§ ABOUT THIS TASK:
Please state the number of lines in the material below that contain "bucket", with no other words.

§ INPUT DATA:
=== Begin Enclosure ===
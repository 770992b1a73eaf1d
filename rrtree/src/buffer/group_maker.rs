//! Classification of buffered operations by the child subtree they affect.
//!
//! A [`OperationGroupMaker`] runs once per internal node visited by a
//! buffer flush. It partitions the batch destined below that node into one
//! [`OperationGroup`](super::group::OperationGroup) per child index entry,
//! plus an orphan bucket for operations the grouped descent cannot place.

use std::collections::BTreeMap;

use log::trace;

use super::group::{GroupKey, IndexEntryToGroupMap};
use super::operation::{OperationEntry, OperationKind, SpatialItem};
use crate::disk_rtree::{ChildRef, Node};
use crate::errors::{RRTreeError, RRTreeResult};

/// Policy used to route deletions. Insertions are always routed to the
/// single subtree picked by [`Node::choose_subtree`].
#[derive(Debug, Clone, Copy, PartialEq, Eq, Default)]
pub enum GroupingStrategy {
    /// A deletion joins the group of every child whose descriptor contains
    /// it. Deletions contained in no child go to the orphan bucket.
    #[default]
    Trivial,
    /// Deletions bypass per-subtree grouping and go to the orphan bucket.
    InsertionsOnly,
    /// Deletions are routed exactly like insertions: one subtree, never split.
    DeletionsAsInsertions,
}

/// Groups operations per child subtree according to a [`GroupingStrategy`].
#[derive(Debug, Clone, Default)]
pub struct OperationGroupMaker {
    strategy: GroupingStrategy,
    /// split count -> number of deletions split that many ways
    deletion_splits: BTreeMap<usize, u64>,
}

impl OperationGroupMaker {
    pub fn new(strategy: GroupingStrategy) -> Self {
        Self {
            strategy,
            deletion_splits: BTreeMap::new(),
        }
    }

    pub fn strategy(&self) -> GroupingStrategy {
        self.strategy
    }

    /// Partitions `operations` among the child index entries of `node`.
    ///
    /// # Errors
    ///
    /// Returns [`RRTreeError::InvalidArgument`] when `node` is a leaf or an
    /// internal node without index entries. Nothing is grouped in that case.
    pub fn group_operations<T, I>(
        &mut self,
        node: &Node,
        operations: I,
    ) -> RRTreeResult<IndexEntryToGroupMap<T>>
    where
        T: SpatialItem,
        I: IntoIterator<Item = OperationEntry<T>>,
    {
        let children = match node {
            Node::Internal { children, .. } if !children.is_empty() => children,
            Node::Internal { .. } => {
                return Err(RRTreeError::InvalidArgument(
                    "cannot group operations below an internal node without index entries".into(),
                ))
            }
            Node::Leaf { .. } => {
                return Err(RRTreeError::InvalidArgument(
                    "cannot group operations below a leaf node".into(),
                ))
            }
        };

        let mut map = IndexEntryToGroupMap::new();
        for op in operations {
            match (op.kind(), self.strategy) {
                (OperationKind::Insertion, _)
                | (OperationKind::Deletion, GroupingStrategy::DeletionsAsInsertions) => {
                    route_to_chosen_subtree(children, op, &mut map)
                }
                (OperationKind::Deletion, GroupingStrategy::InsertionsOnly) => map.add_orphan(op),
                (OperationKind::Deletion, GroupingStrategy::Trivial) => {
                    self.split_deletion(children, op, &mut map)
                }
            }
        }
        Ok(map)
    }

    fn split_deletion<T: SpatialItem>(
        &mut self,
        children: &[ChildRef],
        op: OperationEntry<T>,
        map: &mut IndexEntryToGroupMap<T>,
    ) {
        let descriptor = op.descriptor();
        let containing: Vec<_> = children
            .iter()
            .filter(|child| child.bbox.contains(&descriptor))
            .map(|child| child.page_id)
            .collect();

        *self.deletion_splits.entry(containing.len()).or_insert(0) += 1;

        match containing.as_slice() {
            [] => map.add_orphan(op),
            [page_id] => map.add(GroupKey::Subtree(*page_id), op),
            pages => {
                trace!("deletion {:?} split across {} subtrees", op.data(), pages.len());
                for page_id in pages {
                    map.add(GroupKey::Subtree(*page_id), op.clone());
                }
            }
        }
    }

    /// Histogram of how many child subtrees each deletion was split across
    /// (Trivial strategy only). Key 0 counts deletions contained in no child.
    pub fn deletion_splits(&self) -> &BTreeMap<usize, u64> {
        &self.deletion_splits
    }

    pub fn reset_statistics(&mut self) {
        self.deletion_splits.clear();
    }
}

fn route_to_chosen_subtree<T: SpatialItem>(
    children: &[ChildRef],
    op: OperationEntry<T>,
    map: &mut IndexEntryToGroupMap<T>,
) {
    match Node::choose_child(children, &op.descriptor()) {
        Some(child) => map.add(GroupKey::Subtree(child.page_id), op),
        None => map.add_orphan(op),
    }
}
=== End Enclosure ===
§ TASK RESPONSE:
3